Output and Analysis:

  • Multiple output formats: JSON, CSV, HTML
  • Dry-run mode for configuration preview
  • Verbose logging for debugging
  • Query plan analysis with --show-query-plans

Interactive vs Non-Interactive Mode

Interactive Mode (Default):

# Guided setup with system recommendations
benchbox run

Non-Interactive Mode:

# Direct execution with all parameters specified
benchbox run --platform duckdb --benchmark tpch --scale 0.01 \
  --non-interactive

# Automation-friendly with environment variables
BENCHBOX_NON_INTERACTIVE=true benchbox run \
  --platform databricks --benchmark tpcds --quiet

Platform-Specific Examples

Databricks:

# Databricks SQL Warehouse with Unity Catalog
benchbox run --platform databricks --benchmark tpch --scale 1 \
  --platform-option catalog=main \
  --platform-option schema=benchbox \
  --output dbfs:/Volumes/main/benchbox/results/

# Check available Databricks options
benchbox run --describe-platform-options databricks

BigQuery:

# BigQuery with custom project and dataset
benchbox run --platform bigquery --benchmark tpcds --scale 0.1 \
  --platform-option project_id=my-project \
  --platform-option dataset=benchbox \
  --output gs://my-bucket/benchmarks/

# BigQuery with specific location
benchbox run --platform bigquery --benchmark tpch \
  --platform-option location=europe-west1

Snowflake:

# Snowflake with custom warehouse
benchbox run --platform snowflake --benchmark tpch --scale 1 \
  --platform-option warehouse=LARGE_WH \
  --platform-option database=BENCHBOX \
  --tuning tuned

# Snowflake baseline run
benchbox run --platform snowflake --benchmark tpcds \
  --tuning notuning --phases power

ClickHouse:

# Local ClickHouse instance
benchbox run --platform clickhouse --benchmark clickbench \
  --platform-option mode=local \
  --platform-option port=9000

# ClickHouse with TLS
benchbox run --platform clickhouse --benchmark tpch \
  --platform-option secure=true \
  --platform-option port=9440

Troubleshooting CLI Issues

Common Issues:

  1. Platform Dependencies Missing:
# Check what's needed
benchbox check-deps --platform databricks

# Install missing dependencies
uv add benchbox --extra databricks
# or: uv pip install "benchbox[databricks]"
  1. Authentication Errors:
# Check platform status
benchbox platforms status

# Verify environment variables
echo $DATABRICKS_TOKEN
  1. Memory or Storage Issues:
# Profile system for recommendations
benchbox profile

# Use smaller scale factors
benchbox run --platform duckdb --benchmark tpch --scale 0.001
  1. Configuration Problems:
# Validate configuration
benchbox validate

# Preview settings with dry-run
benchbox run --dry-run ./debug --platform duckdb --benchmark tpch

CLI Help and Documentation

Get Help:

# General help
benchbox --help

# Command-specific help
benchbox run --help
benchbox platforms --help

# Platform options
benchbox run --describe-platform-options clickhouse

Enable Verbose Output:

# Standard verbose logging
benchbox run --verbose --platform duckdb --benchmark tpch

# Very verbose for debugging
benchbox run -vv --platform duckdb --benchmark tpch

For complete CLI documentation, see CLI Reference.

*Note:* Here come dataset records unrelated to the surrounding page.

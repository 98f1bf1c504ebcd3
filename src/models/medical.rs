use std::collections::BTreeMap;

use serde::{Deserialize, Serialize};

use super::enums::ValueStatus;

/// A measured value as read from the document. Numeric when the extractor
/// parsed it; text when only a raw token was kept for display.
#[derive(Debug, Clone, PartialEq, Serialize, Deserialize)]
#[serde(untagged)]
pub enum MeasuredValue {
    Number(f64),
    Text(String),
}

impl MeasuredValue {
    pub fn as_f64(&self) -> Option<f64> {
        match self {
            MeasuredValue::Number(n) => Some(*n),
            MeasuredValue::Text(_) => None,
        }
    }
}

impl From<f64> for MeasuredValue {
    fn from(value: f64) -> Self {
        MeasuredValue::Number(value)
    }
}

#[derive(Debug, Clone, PartialEq, Serialize, Deserialize)]
#[serde(rename_all = "camelCase")]
pub struct MedicalValue {
    pub value: MeasuredValue,
    /// Unit spelling from the extraction table, not the document's casing.
    pub unit: String,
    #[serde(default, skip_serializing_if = "Option::is_none")]
    pub normal_range: Option<String>,
    #[serde(default, skip_serializing_if = "Option::is_none")]
    pub status: Option<ValueStatus>,
}

impl MedicalValue {
    pub fn new(value: impl Into<MeasuredValue>, unit: impl Into<String>) -> Self {
        Self {
            value: value.into(),
            unit: unit.into(),
            normal_range: None,
            status: None,
        }
    }

    pub fn with_normal_range(mut self, range: impl Into<String>) -> Self {
        self.normal_range = Some(range.into());
        self
    }

    pub fn with_status(mut self, status: ValueStatus) -> Self {
        self.status = Some(status);
        self
    }

    /// True when classified as anything other than normal.
    pub fn is_flagged(&self) -> bool {
        matches!(self.status, Some(s) if s != ValueStatus::Normal)
    }
}

/// Lab results keyed by analyte (`glucose`, `whiteBloodCells`, ...).
/// Open map: tables may introduce analytes beyond the built-in six.
#[derive(Debug, Clone, Default, PartialEq, Serialize, Deserialize)]
#[serde(transparent)]
pub struct BloodTestResults(BTreeMap<String, MedicalValue>);

impl BloodTestResults {
    pub fn new() -> Self {
        Self::default()
    }

    pub fn insert(&mut self, analyte: impl Into<String>, value: MedicalValue) {
        self.0.insert(analyte.into(), value);
    }

    pub fn get(&self, analyte: &str) -> Option<&MedicalValue> {
        self.0.get(analyte)
    }

    pub fn glucose(&self) -> Option<&MedicalValue> {
        self.get("glucose")
    }

    pub fn hemoglobin(&self) -> Option<&MedicalValue> {
        self.get("hemoglobin")
    }

    pub fn cholesterol(&self) -> Option<&MedicalValue> {
        self.get("cholesterol")
    }

    pub fn white_blood_cells(&self) -> Option<&MedicalValue> {
        self.get("whiteBloodCells")
    }

    pub fn red_blood_cells(&self) -> Option<&MedicalValue> {
        self.get("redBloodCells")
    }

    pub fn platelets(&self) -> Option<&MedicalValue> {
        self.get("platelets")
    }

    pub fn iter(&self) -> impl Iterator<Item = (&str, &MedicalValue)> {
        self.0.iter().map(|(k, v)| (k.as_str(), v))
    }

    pub fn len(&self) -> usize {
        self.0.len()
    }

    pub fn is_empty(&self) -> bool {
        self.0.is_empty()
    }
}

#[derive(Debug, Clone, PartialEq, Eq, Serialize, Deserialize)]
#[serde(rename_all = "camelCase")]
pub struct Medication {
    pub name: String,
    pub dosage: String,
    pub frequency: String,
    #[serde(default, skip_serializing_if = "Option::is_none")]
    pub duration: Option<String>,
    pub instructions: String,
}

#[derive(Debug, Clone, Default, PartialEq, Eq, Serialize, Deserialize)]
#[serde(rename_all = "camelCase")]
pub struct PrescriptionData {
    pub medications: Vec<Medication>,
    #[serde(default)]
    pub doctor: String,
    #[serde(default)]
    pub clinic: String,
    #[serde(default)]
    pub instructions: String,
}

impl PrescriptionData {
    pub fn is_empty(&self) -> bool {
        self.medications.is_empty()
            && self.doctor.is_empty()
            && self.clinic.is_empty()
            && self.instructions.is_empty()
    }
}

#[derive(Debug, Clone, Default, PartialEq, Serialize, Deserialize)]
#[serde(rename_all = "camelCase")]
pub struct VitalsData {
    /// Literal "systolic/diastolic" as written.
    #[serde(default, skip_serializing_if = "Option::is_none")]
    pub blood_pressure: Option<String>,
    #[serde(default, skip_serializing_if = "Option::is_none")]
    pub heart_rate: Option<MedicalValue>,
    #[serde(default, skip_serializing_if = "Option::is_none")]
    pub temperature: Option<MedicalValue>,
    #[serde(default, skip_serializing_if = "Option::is_none")]
    pub weight: Option<MedicalValue>,
    #[serde(default, skip_serializing_if = "Option::is_none")]
    pub height: Option<MedicalValue>,
}

impl VitalsData {
    /// Route a unit-bearing vital to its field. Returns false for keys that
    /// have no slot here.
    pub fn set(&mut self, key: &str, value: MedicalValue) -> bool {
        let slot = match key {
            "heartRate" => &mut self.heart_rate,
            "temperature" => &mut self.temperature,
            "weight" => &mut self.weight,
            "height" => &mut self.height,
            _ => return false,
        };
        *slot = Some(value);
        true
    }

    pub fn measurements(&self) -> impl Iterator<Item = (&'static str, &MedicalValue)> {
        [
            ("heartRate", self.heart_rate.as_ref()),
            ("temperature", self.temperature.as_ref()),
            ("weight", self.weight.as_ref()),
            ("height", self.height.as_ref()),
        ]
        .into_iter()
        .filter_map(|(key, value)| value.map(|v| (key, v)))
    }

    pub fn is_empty(&self) -> bool {
        self.blood_pressure.is_none() && self.measurements().next().is_none()
    }
}

/// Top-level extraction result. Only the extractors that ran are attached;
/// `extra` carries any further category a host chooses to add.
#[derive(Debug, Clone, Default, PartialEq, Serialize, Deserialize)]
#[serde(rename_all = "camelCase")]
pub struct ParsedMedicalData {
    #[serde(default, skip_serializing_if = "Option::is_none")]
    pub blood_test: Option<BloodTestResults>,
    #[serde(default, skip_serializing_if = "Option::is_none")]
    pub prescription: Option<PrescriptionData>,
    #[serde(default, skip_serializing_if = "Option::is_none")]
    pub vitals: Option<VitalsData>,
    #[serde(flatten)]
    pub extra: BTreeMap<String, serde_json::Value>,
}

impl ParsedMedicalData {
    /// True when nothing medical was recognized in any attached category.
    pub fn is_empty(&self) -> bool {
        self.blood_test.as_ref().map_or(true, BloodTestResults::is_empty)
            && self.prescription.as_ref().map_or(true, PrescriptionData::is_empty)
            && self.vitals.as_ref().map_or(true, VitalsData::is_empty)
            && self.extra.is_empty()
    }

    /// Every classified value outside its normal band, as
    /// `(category, field, value)`. Lab results first, then vitals.
    pub fn flagged_values(&self) -> Vec<(&'static str, &str, &MedicalValue)> {
        let mut flagged = Vec::new();
        if let Some(labs) = &self.blood_test {
            flagged.extend(
                labs.iter()
                    .filter(|(_, v)| v.is_flagged())
                    .map(|(k, v)| ("bloodTest", k, v)),
            );
        }
        if let Some(vitals) = &self.vitals {
            flagged.extend(
                vitals
                    .measurements()
                    .filter(|(_, v)| v.is_flagged())
                    .map(|(k, v)| ("vitals", k, v)),
            );
        }
        flagged
    }
}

Remote Output Paths (Minimal Example)

When you pass a remote output root (dbfs:/, s3://, gs://, abfss://), BenchBox appends the dataset suffix automatically for consistency with local paths.

CLI example:

benchbox run \
  --platform databricks \
  --benchmark tpch \
  --scale 0.01 \
  --output dbfs:/Volumes/workspace/raw/source/
# Writes to: dbfs:/Volumes/workspace/raw/source/tpch_sf01

Platform-Specific Options

Platform adapters now register their own CLI options that are supplied via the generic --platform-option flag. Each option follows a KEY=VALUE format and can be provided multiple times. For example, to run ClickHouse in local mode with TLS enabled:

benchbox run \
  --platform clickhouse \
  --benchmark tpch \
  --platform-option mode=local \
  --platform-option secure=true

You can inspect the available options for any platform without executing a benchmark by using --describe-platform-options:

benchbox run --describe-platform-options clickhouse

Python helper:

from benchbox.utils.output_path import normalize_output_root
print(normalize_output_root("s3://bucket/prefix", "tpch", 0.01))
# s3://bucket/prefix/tpch_sf01

Benchmarks Provided

TPC Standards

  • TPC-H - 22 queries for data warehouses. Tests basic SQL operations with string columns and date predicates.
  • TPC-DS - 99 complex queries with CTEs, subqueries, window functions. Tests advanced SQL features.
  • TPC-DI - ETL workflows and data integration testing. Focuses on data transformation pipelines.

Academic Benchmarks

Industry Benchmarks

Data Modeling Variants

  • TPC-H Data Vault - TPC-H queries adapted for Data Vault 2.0 modeling (Hubs, Links, Satellites). Tests enterprise DWH patterns.
    • Newly created for BenchBox

BenchBox Primitives

  • Read Primitives - 90+ queries testing aggregation, joins, filters, window functions, and advanced SQL operations.
    • Newly created for BenchBox
  • Write Primitives - 117 write operations testing INSERT, UPDATE, DELETE, BULK_LOAD, MERGE, DDL operations.
    • Newly created for BenchBox
  • Transaction Primitives - 8 transaction operations testing ACID compliance, isolation levels, savepoints.
    • Newly created for BenchBox

BenchBox Experimental

  • TPC-DS-OBT - TPC-DS queries adapted for a single denormalized "One Big Table" schema. Tests wide-table analytics.
    • Newly created for BenchBox
  • TPC-Havoc - Query optimizer stress testing. 220 query variants (22 TPC-H queries × 10 syntax variants).
    • Newly created for BenchBox
  • TPC-H Skew - TPC-H with configurable data skew distributions. Tests optimizer behavior on non-uniform data.
    • Newly created for BenchBox

TPC-H Detailed Example

BenchBox provides complete TPC-H implementation:

  • Data generation per specification
  • 22 queries with parameter substitution
  • Schema definition and SQL generation
  • Database loading and query execution
  • Stream generation for concurrent testing
  • Performance measurement and reporting

Basic Usage

from benchbox import TPCH

# Initialize TPC-H at scale factor 1 (~1GB data)
tpch = TPCH(scale_factor=1, output_dir="tpch_data")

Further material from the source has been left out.